» Your assignment:
Go through the material and copy every line in which "bool" appears.

[Start of section]

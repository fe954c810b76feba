//! End-to-end bootstrap runs: a real git driver against a bare local remote,
//! with the in-memory environment, scripted host scans, and the recording
//! provider standing in for the external services.

use std::sync::atomic::{AtomicU32, Ordering};
use std::time::Duration;

use camino::Utf8Path;
use moor::credentials::{
    CredentialProvisioner, CredentialRequest, CredentialSource, HostScanner, PrivateKeyAlgorithm,
};
use moor::environment::ObjectRef;
use moor::provider::{RepositoryId, RepositoryVisibility};
use moor::repo::{CommitAuthor, CommitOutcome, GitRepoDriver, RepoAuth, RepoDriver, RepoError};
use moor::test_support::{MemoryEnvironment, RecordingProvider, ScriptedScanRunner};
use moor::{BootstrapError, BootstrapOrchestrator, BootstrapOutcome, BootstrapPlan, Step};

#[path = "common/test_constants.rs"]
mod test_constants;

use test_constants::{BRANCH, NAMESPACE, SCANNED_HOST_KEY};

/// A bare repository on disk plus the shared in-memory environment.
struct Harness {
    env: MemoryEnvironment,
    url: String,
    _remote: tempfile::TempDir,
}

impl Harness {
    fn new() -> Self {
        let remote = tempfile::tempdir().expect("temporary directory");
        let path = remote.path().join("remote.git");
        git2::Repository::init_bare(&path).expect("bare repository");
        Self {
            env: MemoryEnvironment::new(),
            url: path.to_str().expect("utf-8 path").to_owned(),
            _remote: remote,
        }
    }

    fn plan(&self) -> BootstrapPlan {
        BootstrapPlan {
            url: self.url.clone(),
            branch: String::from(BRANCH),
            namespace: String::from(NAMESPACE),
            target_path: String::new(),
            components: vec![String::from("source-agent"), String::from("apply-agent")],
            registry: String::from("ghcr.io/moor-cd"),
            image_tag: String::from("latest"),
            watch_all_namespaces: true,
            author: CommitAuthor::default(),
            interval: Duration::from_secs(60),
            poll_interval: Duration::from_millis(10),
            timeout: Duration::from_secs(5),
            credential: CredentialRequest::SshKey {
                algorithm: PrivateKeyAlgorithm::Ed25519,
                host: String::from("git.example.com"),
                port: 22,
            },
            reuse_existing_credentials: true,
            repository: None,
            visibility: RepositoryVisibility::Private,
        }
    }

    fn orchestrator(
        &self,
        plan: BootstrapPlan,
        runner: ScriptedScanRunner,
    ) -> BootstrapOrchestrator<GitRepoDriver, MemoryEnvironment, ScriptedScanRunner> {
        let driver = GitRepoDriver::new(RepoAuth::None).expect("driver");
        self.orchestrator_with(plan, driver, runner)
    }

    fn orchestrator_with<D: RepoDriver>(
        &self,
        plan: BootstrapPlan,
        driver: D,
        runner: ScriptedScanRunner,
    ) -> BootstrapOrchestrator<D, MemoryEnvironment, ScriptedScanRunner> {
        BootstrapOrchestrator::new(
            plan,
            driver,
            self.env.clone(),
            CredentialProvisioner::new(HostScanner::new(runner)),
        )
    }

    async fn run(&self) -> Result<BootstrapOutcome, BootstrapError> {
        self.orchestrator(
            self.plan(),
            ScriptedScanRunner::with_known_hosts(SCANNED_HOST_KEY),
        )
        .execute()
        .await
    }

    fn remote_head(&self) -> String {
        let remote = git2::Repository::open_bare(&self.url).expect("open remote");
        remote
            .refname_to_id(&format!("refs/heads/{BRANCH}"))
            .expect("remote branch")
            .to_string()
    }

    fn remote_commit_count(&self) -> usize {
        let remote = git2::Repository::open_bare(&self.url).expect("open remote");
        let mut walk = remote.revwalk().expect("revwalk");
        walk.push_ref(&format!("refs/heads/{BRANCH}")).expect("push ref");
        walk.count()
    }
}

/// Driver wrapper that advances the remote just before each contended push,
/// standing in for another writer racing the bootstrap.
struct ContendingDriver {
    inner: GitRepoDriver,
    url: String,
    remaining: AtomicU32,
}

impl ContendingDriver {
    fn new(url: &str, contended_pushes: u32) -> Self {
        Self {
            inner: GitRepoDriver::new(RepoAuth::None).expect("driver"),
            url: url.to_owned(),
            remaining: AtomicU32::new(contended_pushes),
        }
    }
}

impl RepoDriver for ContendingDriver {
    fn ensure_open(&mut self, url: &str, branch: &str) -> Result<bool, RepoError> {
        self.inner.ensure_open(url, branch)
    }

    fn write_file(&self, path: &Utf8Path, content: &str) -> Result<(), RepoError> {
        self.inner.write_file(path, content)
    }

    fn commit_if_changed(
        &self,
        author: &CommitAuthor,
        message: &str,
    ) -> Result<CommitOutcome, RepoError> {
        self.inner.commit_if_changed(author, message)
    }

    fn push(&self, branch: &str) -> Result<(), RepoError> {
        let pending = self.remaining.load(Ordering::SeqCst);
        if pending > 0 {
            self.remaining.store(pending - 1, Ordering::SeqCst);
            advance_remote(&self.url, pending);
        }
        self.inner.push(branch)
    }

    fn resync(&self, branch: &str) -> Result<(), RepoError> {
        self.inner.resync(branch)
    }

    fn head_revision(&self) -> Result<String, RepoError> {
        self.inner.head_revision()
    }

    fn is_clean(&self) -> Result<bool, RepoError> {
        self.inner.is_clean()
    }

    fn workdir(&self) -> Result<&Utf8Path, RepoError> {
        self.inner.workdir()
    }
}

/// Commits a marker file directly onto the bare remote's branch.
fn advance_remote(url: &str, marker: u32) {
    let remote = git2::Repository::open_bare(url).expect("open remote");
    let parent = remote
        .refname_to_id(&format!("refs/heads/{BRANCH}"))
        .ok()
        .map(|id| remote.find_commit(id).expect("find commit"));
    let blob = remote
        .blob(format!("write {marker}\n").as_bytes())
        .expect("blob");
    let base = parent.as_ref().map(|commit| commit.tree().expect("tree"));
    let mut builder = remote.treebuilder(base.as_ref()).expect("tree builder");
    builder
        .insert("contender.txt", blob, 0o100_644)
        .expect("insert");
    let tree_id = builder.write().expect("write tree");
    let tree = remote.find_tree(tree_id).expect("find tree");
    let signature =
        git2::Signature::now("contender", "contender@localhost").expect("signature");
    let parents: Vec<&git2::Commit<'_>> = parent.iter().collect();
    remote
        .commit(
            Some(&format!("refs/heads/{BRANCH}")),
            &signature,
            &signature,
            "Contending write",
            &tree,
            &parents,
        )
        .expect("contending commit");
}

fn secret_ref() -> ObjectRef {
    ObjectRef::namespaced("Secret", NAMESPACE, NAMESPACE)
}

#[tokio::test]
async fn bootstrap_converges_on_an_empty_remote() {
    let harness = Harness::new();

    let outcome = harness.run().await.expect("bootstrap");

    assert!(outcome.fresh_repository);
    assert!(!outcome.repository_created);
    assert_eq!(outcome.credential_source, CredentialSource::Generated);
    assert_ne!(outcome.install_revision, outcome.sync_revision);
    assert_eq!(harness.remote_head(), outcome.sync_revision);

    for component in ["source-agent", "apply-agent"] {
        assert!(harness.env.contains(&ObjectRef::namespaced(
            "Deployment",
            NAMESPACE,
            component
        )));
    }
    assert!(harness.env.contains(&secret_ref()));
    for kind in ["GitSource", "SyncPipeline"] {
        assert!(
            harness
                .env
                .contains(&ObjectRef::namespaced(kind, NAMESPACE, NAMESPACE))
        );
    }
}

#[tokio::test]
async fn rerunning_a_completed_bootstrap_changes_nothing() {
    let harness = Harness::new();
    let first = harness.run().await.expect("first bootstrap");
    let writes_after_first = harness.env.created_count() + harness.env.updated_count();
    let commits_after_first = harness.remote_commit_count();

    // No scan is scripted: the stored secret must be reused as-is.
    let second = harness
        .orchestrator(harness.plan(), ScriptedScanRunner::new(vec![]))
        .execute()
        .await
        .expect("second bootstrap");

    assert!(!second.fresh_repository);
    assert_eq!(second.credential_source, CredentialSource::Existing);
    assert_eq!(second.install_revision, first.sync_revision);
    assert_eq!(second.sync_revision, first.sync_revision);
    assert_eq!(harness.remote_head(), first.sync_revision);
    assert_eq!(
        harness.remote_commit_count(),
        commits_after_first,
        "an idempotent re-run must not commit or push"
    );
    assert_eq!(
        harness.env.created_count() + harness.env.updated_count(),
        writes_after_first,
        "an idempotent re-run must not write to the environment"
    );
}

#[tokio::test]
async fn contended_push_resynchronises_and_converges() {
    let harness = Harness::new();
    let driver = ContendingDriver::new(&harness.url, 1);

    let outcome = harness
        .orchestrator_with(
            harness.plan(),
            driver,
            ScriptedScanRunner::with_known_hosts(SCANNED_HOST_KEY),
        )
        .execute()
        .await
        .expect("bootstrap should converge after one rejected push");

    assert_eq!(harness.remote_head(), outcome.sync_revision);
    // The other writer's commit survives the retry instead of being
    // force-pushed away.
    let remote = git2::Repository::open_bare(&harness.url).expect("open remote");
    let head = remote
        .refname_to_id(&format!("refs/heads/{BRANCH}"))
        .expect("branch");
    let tree = remote
        .find_commit(head)
        .expect("commit")
        .tree()
        .expect("tree");
    assert!(tree.get_name("contender.txt").is_some());
}

#[tokio::test]
async fn persistent_contention_exhausts_the_push_retries() {
    let harness = Harness::new();
    let driver = ContendingDriver::new(&harness.url, u32::MAX);

    let err = harness
        .orchestrator_with(
            harness.plan(),
            driver,
            ScriptedScanRunner::with_known_hosts(SCANNED_HOST_KEY),
        )
        .execute()
        .await
        .expect_err("every push is rejected");

    assert!(matches!(
        err,
        BootstrapError::PushExhausted {
            step: Step::PushInstall,
            attempts: 3,
            ..
        }
    ));
}

#[tokio::test]
async fn failed_host_scan_is_reported_as_a_provisioning_failure() {
    let harness = Harness::new();

    // No scripted scan response: provisioning the fresh key cannot proceed.
    let err = harness
        .orchestrator(harness.plan(), ScriptedScanRunner::new(vec![]))
        .execute()
        .await
        .expect_err("scan failure should abort the run");

    assert!(matches!(
        err,
        BootstrapError::Credential {
            step: Step::ProvisionCredential,
            ..
        }
    ));
    assert!(!harness.env.contains(&secret_ref()));
}

#[tokio::test]
async fn provider_failures_name_the_repository_creation_step() {
    let harness = Harness::new();
    let provider = RecordingProvider::new();
    provider.fail_with("api unreachable");

    let mut plan = harness.plan();
    plan.repository = Some(RepositoryId::new("ops", "fleet"));
    let err = harness
        .orchestrator(plan, ScriptedScanRunner::with_known_hosts(SCANNED_HOST_KEY))
        .with_provider(provider)
        .execute()
        .await
        .expect_err("provider failure should abort the run");

    assert!(matches!(
        err,
        BootstrapError::Provider {
            step: Step::EnsureRepository,
            ..
        }
    ));
    let remote = git2::Repository::open_bare(&harness.url).expect("open remote");
    assert!(
        remote
            .refname_to_id(&format!("refs/heads/{BRANCH}"))
            .is_err(),
        "repository creation precedes any push"
    );
}

#[tokio::test]
async fn failed_component_halts_the_run_before_sync() {
    let harness = Harness::new();
    harness.env.script_conditions(
        &ObjectRef::namespaced("Deployment", NAMESPACE, "source-agent"),
        vec![moor::environment::Condition::failed("image pull failed")],
    );

    let err = harness.run().await.expect_err("readiness should fail");

    assert!(matches!(
        err,
        BootstrapError::Readiness {
            step: Step::WaitInstall,
            ..
        }
    ));
    assert!(
        !harness
            .env
            .contains(&ObjectRef::namespaced("GitSource", NAMESPACE, NAMESPACE)),
        "sync descriptors must not be applied after a failed install wait"
    );
    assert!(!harness.env.contains(&secret_ref()));
    // The install commit was already published; a re-run picks up from there.
    assert!(!harness.remote_head().is_empty());
}

#[tokio::test]
async fn declined_confirmation_cancels_before_the_secret_is_applied() {
    let harness = Harness::new();

    let err = harness
        .orchestrator(
            harness.plan(),
            ScriptedScanRunner::with_known_hosts(SCANNED_HOST_KEY),
        )
        .with_confirmation(Box::new(|_key| false))
        .execute()
        .await
        .expect_err("declined confirmation should cancel");

    assert!(matches!(err, BootstrapError::ConfirmationDeclined));
    assert!(!harness.env.contains(&secret_ref()));
    assert!(
        !harness
            .env
            .contains(&ObjectRef::namespaced("GitSource", NAMESPACE, NAMESPACE))
    );
}

#[tokio::test]
async fn accepted_confirmation_sees_the_generated_public_key() {
    let harness = Harness::new();
    let shown = std::sync::Arc::new(std::sync::Mutex::new(String::new()));
    let sink = std::sync::Arc::clone(&shown);

    let outcome = harness
        .orchestrator(
            harness.plan(),
            ScriptedScanRunner::with_known_hosts(SCANNED_HOST_KEY),
        )
        .with_confirmation(Box::new(move |key| {
            if let Ok(mut slot) = sink.lock() {
                *slot = key.to_owned();
            }
            true
        }))
        .execute()
        .await
        .expect("bootstrap");

    assert_eq!(outcome.credential_source, CredentialSource::Generated);
    let displayed = shown.lock().expect("lock").clone();
    assert!(displayed.starts_with("ssh-ed25519 "));
}

#[tokio::test]
async fn provider_creates_the_repository_and_registers_the_deploy_key() {
    let harness = Harness::new();
    let provider = RecordingProvider::new();
    let id = RepositoryId::new("ops", "fleet");

    let mut plan = harness.plan();
    plan.repository = Some(id.clone());
    let first = harness
        .orchestrator(plan, ScriptedScanRunner::with_known_hosts(SCANNED_HOST_KEY))
        .with_provider(provider.clone())
        .execute()
        .await
        .expect("first bootstrap");

    assert!(first.repository_created);
    assert!(first.deploy_key_registered);
    assert_eq!(provider.deploy_keys(&id).len(), 1);

    let mut rerun_plan = harness.plan();
    rerun_plan.repository = Some(id.clone());
    let second = harness
        .orchestrator(rerun_plan, ScriptedScanRunner::new(vec![]))
        .with_provider(provider.clone())
        .execute()
        .await
        .expect("second bootstrap");

    assert!(!second.repository_created);
    assert!(!second.deploy_key_registered, "the key is already registered");
    assert_eq!(provider.deploy_keys(&id).len(), 1);
}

[End of section]

» Problem solution:
    fn ensure_open(&mut self, url: &str, branch: &str) -> Result<bool, RepoError> {
    fn is_clean(&self) -> Result<bool, RepoError> {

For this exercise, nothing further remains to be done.